Et le grind dans tout ça ? Deuxième prune pour les fans, le patch 1.07 a diminué considérablement les gains distribués en fin de course – notamment les récompenses octroyées sur la Special Stage Route X, qui rapportait 30 k crédits pour un tour très rapide à boucler (moitié moins depuis la fameuse mise à jour). Patchée aussi la course Fisherman's Ranch Dirt Champions et ses 97,5 k crédits : seules des courses marathon World Touring Car 800 24H du Mans et Monza voient leurs revenus augmenter. Vu qu'il est impossible de revendre ses voitures, la grogne monte sur Metacritic où le score utilisateur est tombé à 1.8. Forçant Polyphony Digital à sortir l'extincteur « quoi qu'il en coûte » : 1 million de crédits ont été versés aux joueurs qui avaient acquis le jeu avant le 25 mars.
Est-ce que cela a gâché mon plaisir pour autant ? Pas vraiment. Peu m'importe de rouler à bord des voitures les plus chères du moment tant que je peux m'offrir une Ferrari F430, une DeLorean ou une Testarossa d'occasion sans grind excessif – des bolides qui réveillent mes souvenirs de boomer. Horripilantes sur le papier, surtout dans un jeu vendu au prix public conseillé de 80 €, les micro-transactions n'ont pas entamé mon plaisir de conduite ni mon amour d'une collection à taille humaine, à mon rythme. À vous de juger comment vous réagissez à cette situation – en gardant à l'esprit que sous la pression continue des fans et au fil des promotions estivales etc., Polyphony Digital sera peut-être amené à baisser le prix de ses packs de crédits ou de ses voitures, voire à augmenter les crédits gagnés en course – pour ceux qui veulent vraiment les bolides les plus chers.
- L'amour
- La conduite
- La réalisation
- La progression très lente
- Les micro-transactions
- Le multijoueur pas stable
Prendre ses repères sur la piste, freiner au bon moment, accélérer en sentant la résistance de la gâchette adaptative, voir la caméra bondir pour simuler la prise de vitesse, et se remettre dans l'axe pour imiter le rééquilibrage du transfert de masse... Gran Turismo 7 procure des sensations étonnantes, beaucoup plus travaillées que dans les autres jeux du genre.

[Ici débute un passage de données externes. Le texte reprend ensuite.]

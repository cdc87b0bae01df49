use sea_orm::DatabaseConnection;

use crate::{
    model::user::{LoginPayload, RegisterPayload, UpdateUserPayload, UserDto},
    server::{
        data::user::{NewUser, UserRepository},
        error::{auth::AuthError, validation::ValidationError, Error},
        service::password::{hash_password, verify_password, MIN_PASSWORD_LENGTH},
    },
};

pub struct UserService<'a> {
    db: &'a DatabaseConnection,
}

impl<'a> UserService<'a> {
    /// Creates a new instance of [`UserService`]
    pub fn new(db: &'a DatabaseConnection) -> Self {
        Self { db }
    }

    /// Registers a regular user account
    ///
    /// # Returns
    /// - `Ok(UserDto)` - The created user
    /// - `Err(Error::ValidationError)` - Malformed email, short password or email already taken
    /// - `Err(Error::DbErr)` - Database operation failed
    pub async fn register(&self, payload: RegisterPayload) -> Result<UserDto, Error> {
        let email = normalize_email(&payload.email);
        validate_email(&email)?;
        validate_password(&payload.password)?;

        let user_repo = UserRepository::new(self.db);
        if user_repo.find_by_email(&email).await?.is_some() {
            return Err(ValidationError::conflict(
                "email",
                "user with this email already exists.",
            )
            .into());
        }

        let user = user_repo
            .create(NewUser {
                email,
                password_hash: hash_password(&payload.password)?,
                first_name: payload.first_name,
                last_name: payload.last_name,
                is_staff: false,
            })
            .await?;

        tracing::info!(user_id = %user.id, "Registered user");

        Ok(user_dto(user))
    }

    /// Checks credentials and returns the matching user
    pub async fn login(&self, payload: LoginPayload) -> Result<UserDto, Error> {
        let email = normalize_email(&payload.email);

        let Some(user) = UserRepository::new(self.db).find_by_email(&email).await? else {
            return Err(AuthError::InvalidCredentials.into());
        };

        if !verify_password(&payload.password, &user.password_hash) {
            return Err(AuthError::InvalidCredentials.into());
        }

        Ok(user_dto(user))
    }

    pub async fn get_user(&self, user_id: i32) -> Result<Option<UserDto>, Error> {
        let user = UserRepository::new(self.db).get_by_id(user_id).await?;

        Ok(user.map(user_dto))
    }

    /// Updates names and optionally the password, omitted fields keep their value
    pub async fn update_profile(
        &self,
        user_id: i32,
        payload: UpdateUserPayload,
    ) -> Result<UserDto, Error> {
        let user_repo = UserRepository::new(self.db);
        let user = user_repo
            .get_by_id(user_id)
            .await?
            .ok_or(Error::NotFound("User"))?;

        let password_hash = match payload.password {
            Some(password) => {
                validate_password(&password)?;
                Some(hash_password(&password)?)
            }
            None => None,
        };

        let user = user_repo
            .update_profile(
                user.id,
                payload.first_name.unwrap_or(user.first_name),
                payload.last_name.unwrap_or(user.last_name),
                password_hash,
            )
            .await?
            .ok_or(Error::NotFound("User"))?;

        Ok(user_dto(user))
    }

    /// Creates the administrator account or grants staff to an existing account with the email
    ///
    /// The password of an existing account is left untouched.
    pub async fn ensure_admin(&self, email: &str, password: &str) -> Result<UserDto, Error> {
        let email = normalize_email(email);
        let user_repo = UserRepository::new(self.db);

        if let Some(user) = user_repo.find_by_email(&email).await? {
            if user.is_staff {
                return Ok(user_dto(user));
            }

            let user = user_repo
                .set_staff(user.id, true)
                .await?
                .ok_or(Error::NotFound("User"))?;

            tracing::info!(user_id = %user.id, "Granted staff permissions to admin account");

            return Ok(user_dto(user));
        }

        validate_email(&email)?;
        validate_password(password)?;

        let user = user_repo
            .create(NewUser {
                email,
                password_hash: hash_password(password)?,
                first_name: String::new(),
                last_name: String::new(),
                is_staff: true,
            })
            .await?;

        tracing::info!(user_id = %user.id, "Created admin account");

        Ok(user_dto(user))
    }
}

fn normalize_email(email: &str) -> String {
    email.trim().to_lowercase()
}

fn validate_email(email: &str) -> Result<(), ValidationError> {
    match email.split_once('@') {
        Some((local, domain)) if !local.is_empty() && !domain.is_empty() => Ok(()),
        _ => Err(ValidationError::invalid(
            "email",
            "Enter a valid email address.",
        )),
    }
}

fn validate_password(password: &str) -> Result<(), ValidationError> {
    if password.chars().count() < MIN_PASSWORD_LENGTH {
        return Err(ValidationError::invalid(
            "password",
            format!(
                "Ensure this field has at least {} characters.",
                MIN_PASSWORD_LENGTH
            ),
        ));
    }

    Ok(())
}

fn user_dto(user: entity::railbook_user::Model) -> UserDto {
    UserDto {
        id: user.id,
        email: user.email,
        first_name: user.first_name,
        last_name: user.last_name,
        is_staff: user.is_staff,
        created_at: user.created_at,
    }
}
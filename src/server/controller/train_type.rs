use axum::{extract::State, http::StatusCode, response::IntoResponse};
use tower_sessions::Session;

use crate::{
    model::train::TrainTypePayload,
    server::{
        controller::util::{
            extract::{Json, Path},
            get_user::{get_staff_from_session, get_user_from_session},
        },
        error::Error,
        model::app::AppState,
        service::train_type::TrainTypeService,
    },
};

pub async fn list_train_types(
    State(state): State<AppState>,
    session: Session,
) -> Result<impl IntoResponse, Error> {
    get_user_from_session(&state, &session).await?;

    let train_types = TrainTypeService::new(&state.db).list().await?;

    Ok((StatusCode::OK, Json(train_types)))
}

pub async fn get_train_type(
    State(state): State<AppState>,
    session: Session,
    Path(id): Path<i32>,
) -> Result<impl IntoResponse, Error> {
    get_user_from_session(&state, &session).await?;

    let train_type = TrainTypeService::new(&state.db).get(id).await?;

    Ok((StatusCode::OK, Json(train_type)))
}

/// Create a train type, staff only
pub async fn create_train_type(
    State(state): State<AppState>,
    session: Session,
    Json(payload): Json<TrainTypePayload>,
) -> Result<impl IntoResponse, Error> {
    get_staff_from_session(&state, &session).await?;

    let train_type = TrainTypeService::new(&state.db).create(payload).await?;

    Ok((StatusCode::CREATED, Json(train_type)))
}

pub async fn update_train_type(
    State(state): State<AppState>,
    session: Session,
    Path(id): Path<i32>,
    Json(payload): Json<TrainTypePayload>,
) -> Result<impl IntoResponse, Error> {
    get_staff_from_session(&state, &session).await?;

    let train_type = TrainTypeService::new(&state.db).update(id, payload).await?;

    Ok((StatusCode::OK, Json(train_type)))
}

/// Delete a train type along with its trains, staff only
pub async fn delete_train_type(
    State(state): State<AppState>,
    session: Session,
    Path(id): Path<i32>,
) -> Result<impl IntoResponse, Error> {
    get_staff_from_session(&state, &session).await?;

    TrainTypeService::new(&state.db).delete(id).await?;

    Ok(StatusCode::NO_CONTENT)
}
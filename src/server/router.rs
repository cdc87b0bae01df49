//! HTTP routing configuration.
//!
//! Every endpoint lives under `/api`. Collections accept `GET` & `POST`, items accept `GET`,
//! `PUT` & `DELETE`.

use axum::{routing::get, routing::post, Router};

use crate::server::{controller, model::app::AppState};

/// Builds the application's HTTP router with all API endpoints.
///
/// The returned router still needs its state and the session layer.
///
/// # Example
/// ```ignore
/// let app_state = AppState { db };
/// let router = routes().with_state(app_state).layer(session);
/// ```
pub fn routes() -> Router<AppState> {
    Router::new()
        .route(
            "/api/stations",
            get(controller::station::list_stations).post(controller::station::create_station),
        )
        .route(
            "/api/stations/{id}",
            get(controller::station::get_station)
                .put(controller::station::update_station)
                .delete(controller::station::delete_station),
        )
        .route(
            "/api/routes",
            get(controller::route::list_routes).post(controller::route::create_route),
        )
        .route(
            "/api/routes/{id}",
            get(controller::route::get_route)
                .put(controller::route::update_route)
                .delete(controller::route::delete_route),
        )
        .route(
            "/api/train_types",
            get(controller::train_type::list_train_types)
                .post(controller::train_type::create_train_type),
        )
        .route(
            "/api/train_types/{id}",
            get(controller::train_type::get_train_type)
                .put(controller::train_type::update_train_type)
                .delete(controller::train_type::delete_train_type),
        )
        .route(
            "/api/trains",
            get(controller::train::list_trains).post(controller::train::create_train),
        )
        .route(
            "/api/trains/{id}",
            get(controller::train::get_train)
                .put(controller::train::update_train)
                .delete(controller::train::delete_train),
        )
        .route(
            "/api/crews",
            get(controller::crew::list_crews).post(controller::crew::create_crew),
        )
        .route(
            "/api/crews/{id}",
            get(controller::crew::get_crew)
                .put(controller::crew::update_crew)
                .delete(controller::crew::delete_crew),
        )
        .route(
            "/api/journeys",
            get(controller::journey::list_journeys).post(controller::journey::create_journey),
        )
        .route(
            "/api/journeys/{id}",
            get(controller::journey::get_journey)
                .put(controller::journey::update_journey)
                .delete(controller::journey::delete_journey),
        )
        .route(
            "/api/orders",
            get(controller::order::list_orders).post(controller::order::create_order),
        )
        .route(
            "/api/orders/{id}",
            get(controller::order::get_order)
                .put(controller::order::update_order)
                .delete(controller::order::delete_order),
        )
        .route(
            "/api/tickets",
            get(controller::ticket::list_tickets).post(controller::ticket::create_ticket),
        )
        .route(
            "/api/tickets/{id}",
            get(controller::ticket::get_ticket)
                .put(controller::ticket::update_ticket)
                .delete(controller::ticket::delete_ticket),
        )
        .route("/api/user/register", post(controller::user::register))
        .route("/api/user/login", post(controller::user::login))
        .route("/api/user/logout", post(controller::user::logout))
        .route(
            "/api/user/me",
            get(controller::user::get_me).put(controller::user::update_me),
        )
}
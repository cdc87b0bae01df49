use sea_orm_migration::{prelude::*, schema::*};

use crate::m20251017_000008_railbook_user::RailbookUser;

static IDX_BOOKING_ORDER_USER_ID: &str = "idx-booking_order-user_id";
static FK_BOOKING_ORDER_USER_ID: &str = "fk-booking_order-user_id";

#[derive(DeriveMigrationName)]
pub struct Migration;

#[async_trait::async_trait]
impl MigrationTrait for Migration {
    async fn up(&self, manager: &SchemaManager) -> Result<(), DbErr> {
        manager
            .create_table(
                Table::create()
                    .table(BookingOrder::Table)
                    .if_not_exists()
                    .col(pk_auto(BookingOrder::Id))
                    .col(integer(BookingOrder::UserId))
                    .col(timestamp(BookingOrder::CreatedAt))
                    .to_owned(),
            )
            .await?;

        manager
            .create_index(
                Index::create()
                    .name(IDX_BOOKING_ORDER_USER_ID)
                    .table(BookingOrder::Table)
                    .col(BookingOrder::UserId)
                    .to_owned(),
            )
            .await?;

        manager
            .create_foreign_key(
                ForeignKey::create()
                    .name(FK_BOOKING_ORDER_USER_ID)
                    .from_tbl(BookingOrder::Table)
                    .from_col(BookingOrder::UserId)
                    .to_tbl(RailbookUser::Table)
                    .to_col(RailbookUser::Id)
                    .on_delete(ForeignKeyAction::Cascade)
                    .to_owned(),
            )
            .await?;

        Ok(())
    }

    async fn down(&self, manager: &SchemaManager) -> Result<(), DbErr> {
        manager
            .drop_foreign_key(
                ForeignKey::drop()
                    .name(FK_BOOKING_ORDER_USER_ID)
                    .table(BookingOrder::Table)
                    .to_owned(),
            )
            .await?;

        manager
            .drop_index(
                Index::drop()
                    .name(IDX_BOOKING_ORDER_USER_ID)
                    .table(BookingOrder::Table)
                    .to_owned(),
            )
            .await?;

        manager
            .drop_table(Table::drop().table(BookingOrder::Table).to_owned())
            .await?;

        Ok(())
    }
}

#[derive(DeriveIden)]
pub enum BookingOrder {
    Table,
    Id,
    UserId,
    CreatedAt,
}
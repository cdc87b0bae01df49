//! Test fixture modules for database record creation.
//!
//! - `user` - railbook users
//! - `network` - stations and routes
//! - `fleet` - train types, trains and crews
//! - `booking` - journeys, orders and tickets

pub mod booking;
pub mod fleet;
pub mod network;
pub mod user;
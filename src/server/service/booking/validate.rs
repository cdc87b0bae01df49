use sea_orm::ConnectionTrait;

use crate::server::{
    data::{journey::JourneyRepository, ticket::TicketRepository, train::TrainRepository},
    error::{validation::ValidationError, Error},
};

/// Checks that `seat` and `cargo` exist on the train
///
/// Seats are numbered `1..=places_in_cargo` within each cargo, cargos `1..=cargo_num`.
pub fn check_seat_bounds(
    train: &entity::train::Model,
    cargo: i32,
    seat: i32,
) -> Result<(), ValidationError> {
    if !(1..=train.places_in_cargo).contains(&seat) {
        return Err(ValidationError::out_of_range(
            "seat",
            format!("seat must be in range [1, {}]", train.places_in_cargo),
        ));
    }
    if !(1..=train.cargo_num).contains(&cargo) {
        return Err(ValidationError::out_of_range(
            "cargo",
            format!("cargo must be in range [1, {}]", train.cargo_num),
        ));
    }

    Ok(())
}

/// Validates a ticket for `journey_id` before it is written
///
/// Run this on the same connection or transaction that writes the ticket so tickets written
/// earlier in the transaction count as taken. `ticket_id` is the ticket being replaced on
/// update, its current seat is not treated as a conflict.
///
/// # Returns
/// - `Ok(())` - Seat exists on the train and is free
/// - `Err(Error::ValidationError(Invalid))` - Journey does not exist
/// - `Err(Error::ValidationError(OutOfRange))` - Seat or cargo outside the train's dimensions
/// - `Err(Error::ValidationError(Conflict))` - Seat already booked
/// - `Err(Error::DbErr)` - Database query failed
pub async fn validate_ticket<C: ConnectionTrait>(
    db: &C,
    journey_id: i32,
    cargo: i32,
    seat: i32,
    ticket_id: Option<i32>,
) -> Result<(), Error> {
    let Some(journey) = JourneyRepository::new(db).get_by_id(journey_id).await? else {
        return Err(ValidationError::does_not_exist("journey", journey_id).into());
    };

    let Some(train) = TrainRepository::new(db).get_by_id(journey.train_id).await? else {
        return Err(Error::InternalError(format!(
            "Train ID {} of journey ID {} is missing despite foreign key constraints",
            journey.train_id, journey.id
        )));
    };

    check_seat_bounds(&train, cargo, seat)?;

    if let Some(taken) = TicketRepository::new(db)
        .find_by_seat(journey_id, cargo, seat)
        .await?
    {
        if Some(taken.id) != ticket_id {
            return Err(ValidationError::conflict(
                "non_field_errors",
                "The fields journey, cargo, seat must make a unique set.",
            )
            .into());
        }
    }

    Ok(())
}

L'amour pour l'automobile, et pour son histoire, se ressent dans sa documentation très fournie, dans son encyclopédie mettant en valeur les constructeurs et leur passé, et pas que dans la modélisation maniaque des voitures, tant des carrosseries que des intérieurs. Certes, il y a de la friture sur la ligne : micro-transactions, panne réseau, progression très lente... C'est une expérience unique, quand elle marche.